▸ **Exercise instructions**: In the records that follow, find each line with the word "message" and copy it.

▸ **Input records**:
____________
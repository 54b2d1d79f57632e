#![allow(dead_code)]

use std::cell::RefCell;
use std::collections::VecDeque;

use seekscan_core::{
    CaptureRequest, DetectedObject, Experiment, Hole, Image, ImageHeader, Microscope,
    ObjectDetector, OffsetGrid, Operator, Point2D, Region, SeekError,
};

/// Operator answering from a fixed script; runs dry with an abort.
pub struct ScriptedOperator {
    pub answers: VecDeque<String>,
    pub prompts: Vec<String>,
}

impl ScriptedOperator {
    pub fn new(answers: &[&str]) -> Self {
        Self {
            answers: answers.iter().map(|a| a.to_string()).collect(),
            prompts: Vec::new(),
        }
    }
}

impl Operator for ScriptedOperator {
    fn prompt(&mut self, message: &str) -> Result<String, SeekError> {
        self.prompts.push(message.to_string());
        self.answers
            .pop_front()
            .ok_or_else(|| SeekError::Abort(seekscan_core::ErrorInfo::new("eof", "script exhausted")))
    }
}

/// Microscope whose stage reports a queued list of positions.
pub struct StageScript {
    pub positions: RefCell<VecDeque<Point2D>>,
}

impl StageScript {
    pub fn new(positions: &[Point2D]) -> Self {
        Self {
            positions: RefCell::new(positions.iter().copied().collect()),
        }
    }
}

impl Microscope for StageScript {
    fn move_stage(&mut self, _target: Point2D) -> Result<(), SeekError> {
        Ok(())
    }

    fn stage_position(&self) -> Result<Point2D, SeekError> {
        Ok(self
            .positions
            .borrow_mut()
            .pop_front()
            .unwrap_or(Point2D::ORIGIN))
    }

    fn set_beamshift(&mut self, _shift: Point2D) -> Result<(), SeekError> {
        Ok(())
    }

    fn set_brightness(&mut self, _value: f64) -> Result<(), SeekError> {
        Ok(())
    }

    fn max_brightness(&mut self) -> Result<(), SeekError> {
        Ok(())
    }

    fn set_magnification(&mut self, _value: u32) -> Result<(), SeekError> {
        Ok(())
    }

    fn magnification(&self) -> Result<u32, SeekError> {
        Ok(5000)
    }

    fn enter_diffraction_mode(&mut self) -> Result<(), SeekError> {
        Ok(())
    }

    fn enter_imaging_mode(&mut self) -> Result<(), SeekError> {
        Ok(())
    }

    fn compensate_diffraction_shift(&mut self) -> Result<(), SeekError> {
        Ok(())
    }

    fn capture_image(
        &mut self,
        request: &CaptureRequest,
    ) -> Result<(Image, ImageHeader), SeekError> {
        let header = ImageHeader {
            stage_position: Point2D::ORIGIN,
            binning: request.binning,
            exposure: request.exposure,
            magnification: 5000,
            comment: request.comment.clone(),
        };
        Ok((Image::filled(4, 4, 0.0), header))
    }
}

/// Detector returning the same regions for every frame and recording the
/// area estimates it was asked for.
pub struct FixedRegions {
    pub centroids: Vec<Point2D>,
    pub areas: RefCell<Vec<f64>>,
    pub dims: RefCell<Vec<(usize, usize)>>,
}

impl FixedRegions {
    pub fn new(centroids: Vec<Point2D>) -> Self {
        Self {
            centroids,
            areas: RefCell::new(Vec::new()),
            dims: RefCell::new(Vec::new()),
        }
    }
}

impl ObjectDetector for FixedRegions {
    fn find_objects(
        &self,
        _image: &Image,
        _magnification: u32,
        _spread: f64,
    ) -> Result<Vec<DetectedObject>, SeekError> {
        Ok(Vec::new())
    }

    fn find_regions(&self, image: &Image, area_estimate: f64) -> Result<Vec<Region>, SeekError> {
        self.areas.borrow_mut().push(area_estimate);
        self.dims.borrow_mut().push((image.width(), image.height()));
        Ok(self
            .centroids
            .iter()
            .map(|centroid| Region {
                centroid: *centroid,
            })
            .collect())
    }
}

pub fn rim_of(center: Point2D, radius: f64) -> [Point2D; 3] {
    [
        center + Point2D::new(radius, 0.0),
        center + Point2D::new(0.0, radius),
        center + Point2D::new(-radius, 0.0),
    ]
}

pub fn experiment_with_centers(centers: &[Point2D], radius: f64) -> Experiment {
    let holes = centers
        .iter()
        .map(|center| Hole {
            center: *center,
            radius,
        })
        .collect();
    Experiment::new(holes, OffsetGrid::new(vec![Point2D::ORIGIN]), radius)
}

pub fn assert_close(actual: Point2D, expected: Point2D) {
    assert!(
        actual.distance(&expected) < 1e-6,
        "expected {expected}, got {actual}"
    );
}
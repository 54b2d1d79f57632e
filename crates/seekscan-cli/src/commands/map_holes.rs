use std::error::Error;
use std::fs;
use std::path::PathBuf;

use clap::Args;

use seekscan_core::{CaptureRequest, ExperimentStore, Microscope, Point2D};
use seekscan_plan::{
    map_holes_on_grid, merge_detections, FrameDetections, HoleMap, HoleMapOptions, JsonStore,
    MappingFrame,
};

use crate::sim::{SimulatedMicroscope, ThresholdDetector};

use super::{render_json, resolve_calibration, STAGE_CALIBRATION_FILE};

#[derive(Args, Debug)]
pub struct MapHolesArgs {
    /// Working directory holding calibrations and results.
    #[arg(long, default_value = ".")]
    pub dir: PathBuf,
    /// JSON list of per-frame detections (`stage_position`, `centroids`).
    #[arg(long, conflicts_with = "survey")]
    pub detections: Option<PathBuf>,
    /// Survey an N × N stage grid with the simulated microscope instead.
    #[arg(long, value_name = "N")]
    pub survey: Option<usize>,
    /// Stage step between survey frames.
    #[arg(long, default_value_t = 50_000.0)]
    pub step: f64,
    /// Expected hole area in unbinned pixels, for survey mode.
    #[arg(long, default_value_t = 2000.0)]
    pub expected_area: f64,
    /// Stage distance under which observations merge into one hole.
    #[arg(long, default_value_t = 10_000.0)]
    pub threshold: f64,
    /// Stage calibration file (defaults to the working directory copy).
    #[arg(long)]
    pub stage_calibration: Option<PathBuf>,
    /// Seed of the simulated survey.
    #[arg(long, default_value_t = 0)]
    pub seed: u64,
}

pub fn run(args: &MapHolesArgs) -> Result<(), Box<dyn Error>> {
    let calibration = resolve_calibration(
        args.stage_calibration.as_deref(),
        &args.dir,
        STAGE_CALIBRATION_FILE,
        Point2D::new(512.0, 512.0),
    )?;
    let map = if let Some(path) = &args.detections {
        let detections: Vec<FrameDetections> = serde_json::from_str(&fs::read_to_string(path)?)?;
        merge_detections(&detections, &calibration, args.threshold)?
    } else if let Some(n) = args.survey {
        survey(args, n, &calibration)?
    } else {
        return Err("either --detections or --survey is required".into());
    };

    JsonStore::new(&args.dir).save_hole_positions(&map.positions)?;
    println!("{}", render_json(&map)?);
    Ok(())
}

fn survey(
    args: &MapHolesArgs,
    n: usize,
    calibration: &seekscan_core::AffineCalibration,
) -> Result<HoleMap, Box<dyn Error>> {
    let mut microscope = SimulatedMicroscope::new(args.seed);
    let half = (n.saturating_sub(1)) as f64 / 2.0;
    let mut frames = Vec::with_capacity(n * n);
    for row in 0..n {
        for col in 0..n {
            let target = Point2D::new(
                (col as f64 - half) * args.step,
                (row as f64 - half) * args.step,
            );
            if let Err(err) = microscope.move_stage(target) {
                tracing::warn!(%target, %err, "survey position skipped");
                continue;
            }
            let request = CaptureRequest {
                binning: 1,
                exposure: 0.5,
                comment: format!("survey {row} {col}"),
                out_name: format!("survey_{row:04}_{col:04}"),
            };
            let (image, header) = microscope.capture_image(&request)?;
            frames.push(MappingFrame { image, header });
        }
    }
    let options = HoleMapOptions {
        threshold: args.threshold,
        ..HoleMapOptions::new(args.expected_area)
    };
    Ok(map_holes_on_grid(
        &frames,
        &ThresholdDetector::default(),
        calibration,
        &options,
    )?)
}
use std::error::Error;
use std::path::PathBuf;

use clap::{Args, ValueEnum};

use seekscan_core::{ExperimentStore, Microscope};
use seekscan_plan::JsonStore;

use crate::sim::SimulatedMicroscope;

#[derive(Debug, Clone, Copy, ValueEnum)]
pub enum HoleSource {
    /// Dense positions from `map-holes`.
    Mapped,
    /// Hole list of the stored experiment.
    Experiment,
}

#[derive(Args, Debug)]
pub struct GotoHoleArgs {
    /// Index of the hole to visit.
    pub index: usize,
    /// Working directory holding the stored positions.
    #[arg(long, default_value = ".")]
    pub dir: PathBuf,
    /// Which stored list the index refers to.
    #[arg(long, value_enum, default_value_t = HoleSource::Mapped)]
    pub source: HoleSource,
}

pub fn run(args: &GotoHoleArgs) -> Result<(), Box<dyn Error>> {
    let store = JsonStore::new(&args.dir);
    let positions = match args.source {
        HoleSource::Mapped => store.load_hole_positions()?,
        HoleSource::Experiment => store.load_experiment()?.centers(),
    };
    let Some(target) = positions.get(args.index).copied() else {
        return Err(format!(
            "hole {} out of range ({} stored)",
            args.index,
            positions.len()
        )
        .into());
    };
    let mut microscope = SimulatedMicroscope::new(0);
    microscope.move_stage(target)?;
    println!("hole {} -> stage {}", args.index, microscope.stage_position()?);
    Ok(())
}
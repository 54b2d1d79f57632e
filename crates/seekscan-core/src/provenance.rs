//! Provenance and schema descriptors attached to persisted records.

use serde::{Deserialize, Serialize};
use std::collections::BTreeMap;

/// Semantic version describing the schema of serialized payloads.
#[derive(Debug, Clone, Copy, PartialEq, Eq, PartialOrd, Ord, Serialize, Deserialize)]
pub struct SchemaVersion {
    /// Major version incremented for breaking changes.
    pub major: u32,
    /// Minor version incremented for additive changes.
    pub minor: u32,
    /// Patch version incremented for bug fixes and documentation updates.
    pub patch: u32,
}

impl SchemaVersion {
    /// Creates a new schema version descriptor.
    pub const fn new(major: u32, minor: u32, patch: u32) -> Self {
        Self {
            major,
            minor,
            patch,
        }
    }
}

impl Default for SchemaVersion {
    fn default() -> Self {
        Self::new(1, 0, 0)
    }
}

/// Provenance information attached to every persisted experiment.
#[derive(Debug, Clone, PartialEq, Eq, Serialize, Deserialize, Default)]
pub struct Provenance {
    /// SHA-256 of the canonical JSON of the geometric payload.
    pub fingerprint: String,
    /// RFC 3339 timestamp recording when the record was written.
    pub created_at: String,
    /// Version map for the tools involved in producing the record.
    #[serde(default)]
    pub tool_versions: BTreeMap<String, String>,
}

impl Provenance {
    /// Stamps a fingerprint with the current time and this crate's version.
    pub fn stamped(fingerprint: String) -> Self {
        let mut tool_versions = BTreeMap::new();
        tool_versions.insert(
            env!("CARGO_PKG_NAME").to_string(),
            env!("CARGO_PKG_VERSION").to_string(),
        );
        Self {
            fingerprint,
            created_at: chrono::Utc::now().to_rfc3339(),
            tool_versions,
        }
    }
}
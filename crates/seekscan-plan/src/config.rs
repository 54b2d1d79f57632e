//! Planner settings and their validation.

use serde::{Deserialize, Serialize};

use seekscan_core::errors::{ErrorInfo, SeekError};
use seekscan_geom::TileSpec;

/// How the shared offset grid is generated at planning time.
#[derive(Debug, Clone, PartialEq, Serialize, Deserialize)]
#[serde(tag = "type", rename_all = "lowercase")]
pub enum GridPlan {
    /// Plain lattice over the hole with a fixed relative border.
    Lattice {
        /// Lattice columns.
        #[serde(default = "default_lattice_n")]
        nx: usize,
        /// Lattice rows; `nx` when absent.
        #[serde(default)]
        ny: Option<usize>,
        /// Fraction of the radius kept free along the rim.
        #[serde(default = "default_lattice_border")]
        borderwidth: f64,
    },
    /// Tiles sized from the camera field of view.
    Tiled(TileSpec),
}

fn default_lattice_n() -> usize {
    7
}

fn default_lattice_border() -> f64 {
    0.8
}

impl Default for GridPlan {
    fn default() -> Self {
        GridPlan::Lattice {
            nx: default_lattice_n(),
            ny: None,
            borderwidth: default_lattice_border(),
        }
    }
}

/// Planner settings.
#[derive(Debug, Clone, PartialEq, Serialize, Deserialize)]
pub struct PlanConfig {
    /// Grid generation strategy.
    #[serde(default)]
    pub grid: GridPlan,
    /// Index inside each file group whose position does not belong to the rim
    /// triangle. Groups hold four files when set, three otherwise.
    #[serde(default)]
    pub reference_index: Option<usize>,
    /// Seed for the synthetic circle used when the stage reports the origin.
    #[serde(default = "default_simulation_seed")]
    pub simulation_seed: u64,
}

fn default_simulation_seed() -> u64 {
    0x5EED_CAFE
}

impl Default for PlanConfig {
    fn default() -> Self {
        Self {
            grid: GridPlan::default(),
            reference_index: None,
            simulation_seed: default_simulation_seed(),
        }
    }
}

impl PlanConfig {
    /// Number of observations that make up one hole.
    pub fn group_size(&self) -> usize {
        if self.reference_index.is_some() {
            4
        } else {
            3
        }
    }

    /// Checks the settings once before planning.
    pub fn validate(&self) -> Result<(), SeekError> {
        if let Some(index) = self.reference_index {
            if index >= 4 {
                return Err(SeekError::Config(
                    ErrorInfo::new("plan-reference-index", "reference index outside the group")
                        .with_context("reference_index", index.to_string()),
                ));
            }
        }
        if let GridPlan::Lattice {
            nx, borderwidth, ..
        } = &self.grid
        {
            if *nx == 0 || !borderwidth.is_finite() {
                return Err(SeekError::config(
                    "plan-lattice",
                    "lattice needs at least one column and a finite border",
                ));
            }
        }
        Ok(())
    }
}
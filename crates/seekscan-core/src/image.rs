//! Minimal image container exchanged with the instrument and detector.

use serde::{Deserialize, Serialize};

use crate::errors::{ErrorInfo, SeekError};
use crate::types::Point2D;

/// Row-major grayscale frame.
#[derive(Debug, Clone, PartialEq)]
pub struct Image {
    width: usize,
    height: usize,
    pixels: Vec<f32>,
}

impl Image {
    /// Wraps a row-major pixel buffer, checking its length against the shape.
    pub fn new(width: usize, height: usize, pixels: Vec<f32>) -> Result<Self, SeekError> {
        if pixels.len() != width * height {
            return Err(SeekError::Config(
                ErrorInfo::new("image-shape", "pixel buffer does not match image shape")
                    .with_context("width", width.to_string())
                    .with_context("height", height.to_string())
                    .with_context("len", pixels.len().to_string()),
            ));
        }
        Ok(Self {
            width,
            height,
            pixels,
        })
    }

    /// Uniform frame filled with `value`.
    pub fn filled(width: usize, height: usize, value: f32) -> Self {
        Self {
            width,
            height,
            pixels: vec![value; width * height],
        }
    }

    /// Number of columns.
    pub fn width(&self) -> usize {
        self.width
    }

    /// Number of rows.
    pub fn height(&self) -> usize {
        self.height
    }

    /// Pixel value at column `x`, row `y`.
    pub fn get(&self, x: usize, y: usize) -> Option<f32> {
        if x >= self.width || y >= self.height {
            return None;
        }
        self.pixels.get(y * self.width + x).copied()
    }

    /// Raw row-major pixel buffer.
    pub fn pixels(&self) -> &[f32] {
        &self.pixels
    }
}

/// Metadata returned alongside every acquisition.
#[derive(Debug, Clone, PartialEq, Serialize, Deserialize)]
pub struct ImageHeader {
    /// Stage position at the time of acquisition.
    pub stage_position: Point2D,
    /// Binning used by the camera.
    pub binning: u32,
    /// Exposure time in seconds.
    pub exposure: f64,
    /// Magnification reported by the instrument.
    pub magnification: u32,
    /// Free-form comment stored with the frame.
    #[serde(default)]
    pub comment: String,
}

/// Parameters of one camera acquisition.
#[derive(Debug, Clone, PartialEq, Serialize, Deserialize)]
pub struct CaptureRequest {
    /// Camera binning factor.
    pub binning: u32,
    /// Exposure time in seconds.
    pub exposure: f64,
    /// Comment stored in the image header.
    pub comment: String,
    /// Output name used by the instrument to store the frame.
    pub out_name: String,
}

/// Downsamples `image` so its largest dimension is at most `max_dim`.
///
/// Returns the resampled frame and the scale factor applied (1.0 when the
/// frame already fits or has no pixels). Detected centroids are divided by
/// this factor to get back to the acquired pixel grid.
pub fn autoscale(image: &Image, max_dim: usize) -> (Image, f64) {
    let largest = image.width.max(image.height);
    if max_dim == 0 || largest <= max_dim || image.width == 0 || image.height == 0 {
        return (image.clone(), 1.0);
    }
    let scale = max_dim as f64 / largest as f64;
    let width = ((image.width as f64 * scale).round() as usize).max(1);
    let height = ((image.height as f64 * scale).round() as usize).max(1);
    let mut pixels = Vec::with_capacity(width * height);
    for row in 0..height {
        let src_row = (((row as f64 + 0.5) / scale) as usize).min(image.height - 1);
        for col in 0..width {
            let src_col = (((col as f64 + 0.5) / scale) as usize).min(image.width - 1);
            pixels.push(image.pixels[src_row * image.width + src_col]);
        }
    }
    (
        Image {
            width,
            height,
            pixels,
        },
        scale,
    )
}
____________
▸ **Solution**:
    fn prompt(&mut self, message: &str) -> Result<String, SeekError> {
        self.prompts.push(message.to_string());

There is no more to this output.